THE PROBLEM:
The lines below starting at the line containing "touching the process environment." and ending at the line containing "if let Some(token)" are to be repeated exactly, with both ends kept and nothing else added.

DATA LISTING:
■ ■ ■ ■

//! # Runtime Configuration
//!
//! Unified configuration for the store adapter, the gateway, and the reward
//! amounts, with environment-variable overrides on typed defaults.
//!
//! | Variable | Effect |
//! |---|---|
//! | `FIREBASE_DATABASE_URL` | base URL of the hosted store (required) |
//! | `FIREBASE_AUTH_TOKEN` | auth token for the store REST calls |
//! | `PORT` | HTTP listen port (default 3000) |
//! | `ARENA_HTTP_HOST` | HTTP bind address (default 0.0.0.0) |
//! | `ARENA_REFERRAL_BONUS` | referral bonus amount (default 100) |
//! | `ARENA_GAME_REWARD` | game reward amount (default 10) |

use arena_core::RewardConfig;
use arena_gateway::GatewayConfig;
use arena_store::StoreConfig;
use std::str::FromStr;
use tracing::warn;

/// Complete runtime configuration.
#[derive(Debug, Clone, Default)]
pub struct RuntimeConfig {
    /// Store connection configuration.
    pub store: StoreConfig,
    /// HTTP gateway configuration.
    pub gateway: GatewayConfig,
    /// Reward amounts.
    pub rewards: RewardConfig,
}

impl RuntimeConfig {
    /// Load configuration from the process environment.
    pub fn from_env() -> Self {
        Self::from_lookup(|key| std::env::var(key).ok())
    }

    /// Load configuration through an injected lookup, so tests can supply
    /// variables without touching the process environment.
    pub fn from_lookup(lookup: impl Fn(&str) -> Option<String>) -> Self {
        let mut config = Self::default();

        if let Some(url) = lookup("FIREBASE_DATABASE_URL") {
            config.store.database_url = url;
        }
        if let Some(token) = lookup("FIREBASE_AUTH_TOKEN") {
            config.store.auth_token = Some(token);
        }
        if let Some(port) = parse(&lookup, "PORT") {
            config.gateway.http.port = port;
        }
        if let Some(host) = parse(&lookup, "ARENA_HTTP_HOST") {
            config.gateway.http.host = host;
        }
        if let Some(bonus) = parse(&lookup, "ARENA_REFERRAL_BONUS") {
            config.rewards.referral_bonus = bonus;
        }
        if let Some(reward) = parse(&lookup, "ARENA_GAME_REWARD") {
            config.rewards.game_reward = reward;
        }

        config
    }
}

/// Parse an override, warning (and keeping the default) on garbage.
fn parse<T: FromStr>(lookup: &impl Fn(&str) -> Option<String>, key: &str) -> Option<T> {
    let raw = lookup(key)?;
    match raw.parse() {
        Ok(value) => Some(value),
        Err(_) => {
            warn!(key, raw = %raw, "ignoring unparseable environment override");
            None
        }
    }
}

■ ■ ■ ■

THE ANSWER:
    /// variables without touching the process environment.
    pub fn from_lookup(lookup: impl Fn(&str) -> Option<String>) -> Self {
        let mut config = Self::default();

        if let Some(url) = lookup("FIREBASE_DATABASE_URL") {
            config.store.database_url = url;
        }
        if let Some(token) = lookup("FIREBASE_AUTH_TOKEN") {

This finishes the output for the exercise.